How much disk space do models use?¶
- Small generation model: ~1.3GB
- Large generation model: ~2.1GB
- Embedding model: ~0.6GB
- Total (all models): ~4GB
Where are models stored?¶
Models are cached in platform-specific directories:
# Linux/Mac
~/.cache/steadytext/models/
# Windows
%LOCALAPPDATA%\steadytext\steadytext\models\
# Check location
from steadytext.utils import get_model_cache_dir
print(get_model_cache_dir())
Caching Questions¶
How does caching work?¶
SteadyText uses a frecency cache (frequency + recency):
# First call: generates and caches
result1 = steadytext.generate("Hello", seed=42) # Slow
# Second call: returns from cache
result2 = steadytext.generate("Hello", seed=42) # Instant
# Different seed: new generation
result3 = steadytext.generate("Hello", seed=123) # Slow
Can I disable caching?¶
# Disable via environment variable
export STEADYTEXT_DISABLE_CACHE=1
# Or in Python
import os
os.environ['STEADYTEXT_DISABLE_CACHE'] = '1'
How do I clear the cache?¶
# CLI
st cache --clear
# Python
from steadytext import get_cache_manager
cache_manager = get_cache_manager()
cache_manager.clear_all_caches()
How much cache space is used?¶
# Check cache statistics
from steadytext import get_cache_manager
stats = get_cache_manager().get_cache_stats()
print(f"Generation cache: {stats['generation']['size']} entries")
print(f"Embedding cache: {stats['embedding']['size']} entries")
Daemon Questions¶
What is daemon mode?¶
The daemon is a background service that keeps models loaded in memory, providing 160x faster first responses.

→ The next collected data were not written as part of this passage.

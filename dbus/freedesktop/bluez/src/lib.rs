//! Control-plane client for the bluez bluetooth daemon, built to drive hardware
//! validation scenarios: adapter power and naming, device pairing, profile negotiation
//! and media transport acquisition.

pub mod adapter;
pub mod config;
pub mod device;
pub mod errors;
pub mod interfaces;
pub mod objects;
pub mod pairing;
pub mod profiles;
pub mod properties;
pub mod proxies;
pub mod service;
pub mod transport;

pub use errors::BluezError;
pub use service::BluetoothService;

How do I start the daemon?¶
# Start in background
st daemon start
# Start in foreground (see logs)
st daemon start --foreground
# Check status
st daemon status
Is the daemon used automatically?¶
Yes! When the daemon is running, all SteadyText operations automatically use it:
How do I stop the daemon?¶
Can I run multiple daemons?¶
Currently, only one daemon instance is supported per machine. Multi-daemon support is planned for future releases.
PostgreSQL Extension¶
How do I install pg_steadytext?¶
# Using Docker (recommended)
cd pg_steadytext
docker build -t pg_steadytext .
docker run -d -p 5432:5432 pg_steadytext
# Manual installation
cd pg_steadytext
make && sudo make install
How do I use it in SQL?¶
-- Enable extension
CREATE EXTENSION pg_steadytext;
-- Generate text
SELECT steadytext_generate('Write a SQL tutorial');
-- Create embeddings
SELECT steadytext_embed('PostgreSQL database');
Is it production-ready?¶
The PostgreSQL extension is currently experimental. Use with caution in production environments.
Troubleshooting¶
"Model not found" error¶
# Download models manually
st models download --all
# Or set environment variable
export STEADYTEXT_ALLOW_MODEL_DOWNLOADS=true
"None" returned instead of text¶
This is the expected behavior in v2.1.0+ when models can't be loaded:
# Check if generation succeeded
result = steadytext.generate("Hello")
if result is None:
print("Model not available")
else:
print(f"Generated: {result}")
Daemon won't start¶
# Check if port is in use
lsof -i :5557
# Try different port
st daemon start --port 5558
# Check logs
st daemon start --foreground
High memory usage¶
# Use smaller model
st generate "Hello" --size small
# Limit cache size
export STEADYTEXT_GENERATION_CACHE_MAX_SIZE_MB=50
export STEADYTEXT_EMBEDDING_CACHE_MAX_SIZE_MB=100
Slow generation¶
# Start daemon for faster responses
st daemon start
# Check cache is working
st cache --status
# Use smaller model
st generate "Hello" --size small
Advanced Topics¶
How do I use SteadyText in production?¶
-
Use daemon mode:
-
Configure caching:
-
Monitor performance:
Can I use SteadyText with async code?¶
import asyncio
from concurrent.futures import ThreadPoolExecutor
executor = ThreadPoolExecutor(max_workers=4)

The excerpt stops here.